Wednesday, April 23, 2008

Radio Regulated

The phrase “history repeats itself” is a given when discussing mass media. Every time a new type of media appears, you get a series of steps that are almost identical to one another and radio is no exception.

  1. New media is created

  2. A multitude of companies jump on the bandwagon hoping to make millions until no one can make a profit

  3. The government intervenes creating some type of regulation of the “new industry” and it models it based on the previous media with some minor changes

  4. Only a few companies survive or are able to continue operating granted there are no monopolistic tendencies

  5. Politics become a central issue on the expansion and control of the new media

“The post office lost its bid to control the telegraph in 1846, Western Union abandoned the telephone in 1879, and AT&T withdrew from broadcasting in 1926.” Starr P. 346

In 1927 the Radio Act prohibited telegraph and telephone companies to be involved in Radio in an effort to stop some large companies from having too much control of different media types. Politics and excessive power have always been a determining factor behind many of these decisions.

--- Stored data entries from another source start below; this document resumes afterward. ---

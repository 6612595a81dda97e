use thiserror::Error;

/// Errors that can occur while loading support cases
#[derive(Error, Debug)]
pub enum CasesError {
    #[error("CSV error: {0}")]
    Csv(#[from] csv::Error),

    #[error("IO error: {0}")]
    Io(#[from] std::io::Error),
}

pub type Result<T> = std::result::Result<T, CasesError>;
//! WAF assessment workbook
//!
//! Reads the architecture document and the support-case export, combines
//! them with the compiled-in assessment content and writes a five-sheet
//! workbook: `Overview`, `Scores`, `Recommendations`, `Roadmap` and
//! `SupportCases`.
//!
//! ```no_run
//! use std::path::Path;
//!
//! use chrono::NaiveDate;
//! use wafreport_report::{build_workbook, ReportInputs};
//!
//! let date = NaiveDate::from_ymd_opt(2025, 3, 14).unwrap();
//! let inputs = ReportInputs::under_root(Path::new("."), date);
//! let report = build_workbook(&inputs).unwrap();
//! assert_eq!(report.sheets.len(), 5);
//! ```

pub mod error;
mod inputs;
pub mod sheets;

use std::fs;

use chrono::{DateTime, Datelike, NaiveDate, Timelike, Utc};
use rust_xlsxwriter::{DocProperties, ExcelDateTime, Workbook};
use wafreport_assessment::Assessment;
use wafreport_cases::CaseTable;
use wafreport_sheet::WorkbookReport;

pub use error::{ReportError, Result};
pub use inputs::{
    skill_dir, ReportInputs, ARCHITECTURE_FILE, OUTPUT_FILE, SKILL_DIR, SUPPORT_CASES_FILE,
};
pub use sheets::SHEET_ORDER;

/// Workbook title stored in the document properties
pub const DOCUMENT_TITLE: &str = "Azure WAF Assessment";

/// Build the report from `inputs` and save it to `inputs.output_xlsx`.
///
/// Parent directories of the output are created as needed.
pub fn build_workbook(inputs: &ReportInputs) -> Result<WorkbookReport> {
    inputs.check_exists()?;

    let architecture_md = fs::read_to_string(&inputs.architecture_md)
        .map_err(|e| ReportError::io(&inputs.architecture_md, e))?;
    let cases = CaseTable::from_csv(&inputs.support_cases_csv)?;
    tracing::info!(
        "Loaded {} support case(s) and {} bytes of architecture notes",
        cases.row_count(),
        architecture_md.len()
    );

    let (mut workbook, report) = assemble_workbook(
        &Assessment::azure_waf(),
        &architecture_md,
        &cases,
        inputs.assessment_date,
        Utc::now(),
    )?;

    if let Some(parent) = inputs.output_xlsx.parent() {
        if !parent.as_os_str().is_empty() {
            fs::create_dir_all(parent).map_err(|e| ReportError::io(parent, e))?;
        }
    }
    workbook.save(&inputs.output_xlsx)?;
    tracing::info!("Wrote {}", inputs.output_xlsx.display());

    Ok(report)
}

/// Lay out every sheet in memory without touching the filesystem.
pub fn assemble_workbook(
    assessment: &Assessment,
    architecture_md: &str,
    cases: &CaseTable,
    assessment_date: NaiveDate,
    created: DateTime<Utc>,
) -> Result<(Workbook, WorkbookReport)> {
    let mut workbook = Workbook::new();
    let properties = DocProperties::new()
        .set_title(DOCUMENT_TITLE)
        .set_creation_datetime(&excel_datetime(created)?);
    workbook.set_properties(&properties);

    let mut report = WorkbookReport::default();

    report.sheets.push(sheets::write_overview(
        workbook.add_worksheet(),
        assessment,
        assessment_date,
        architecture_md,
    )?);
    report
        .sheets
        .push(sheets::write_scores(workbook.add_worksheet(), assessment)?);
    report.sheets.push(sheets::write_recommendations(
        workbook.add_worksheet(),
        assessment,
    )?);
    report
        .sheets
        .push(sheets::write_roadmap(workbook.add_worksheet(), assessment)?);
    report
        .sheets
        .push(sheets::write_support_cases(workbook.add_worksheet(), cases)?);

    for sheet in &report.sheets {
        tracing::info!(
            sheet = %sheet.sheet_name,
            rows = sheet.rows_written,
            warnings = sheet.warnings.len(),
            "Sheet written"
        );
    }

    Ok((workbook, report))
}

fn excel_datetime(at: DateTime<Utc>) -> Result<ExcelDateTime> {
    let datetime = ExcelDateTime::from_ymd(at.year() as u16, at.month() as u8, at.day() as u8)?
        .and_hms(at.hour() as u16, at.minute() as u8, at.second() as u8)?;
    Ok(datetime)
}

“AT&T, as the only company capable of achieving the economies of scale afforded by a network, might have been able to dominate radio—that is, if the government would have allowed the Bell System to extend its monopoly from long-distance telephone services to broadcasting.” Starr P. 337

As it was, AT&T would become one the largest monopolies in the United States only to be broken into sub companies not too long ago. Airwave regulation and control became an issue and were politically motivated just like years before was the case with newspapers.

In the end, there were no clear winners just survivors from all the excitement of the utopian moment so characteristic in these cases until a new type of media comes along.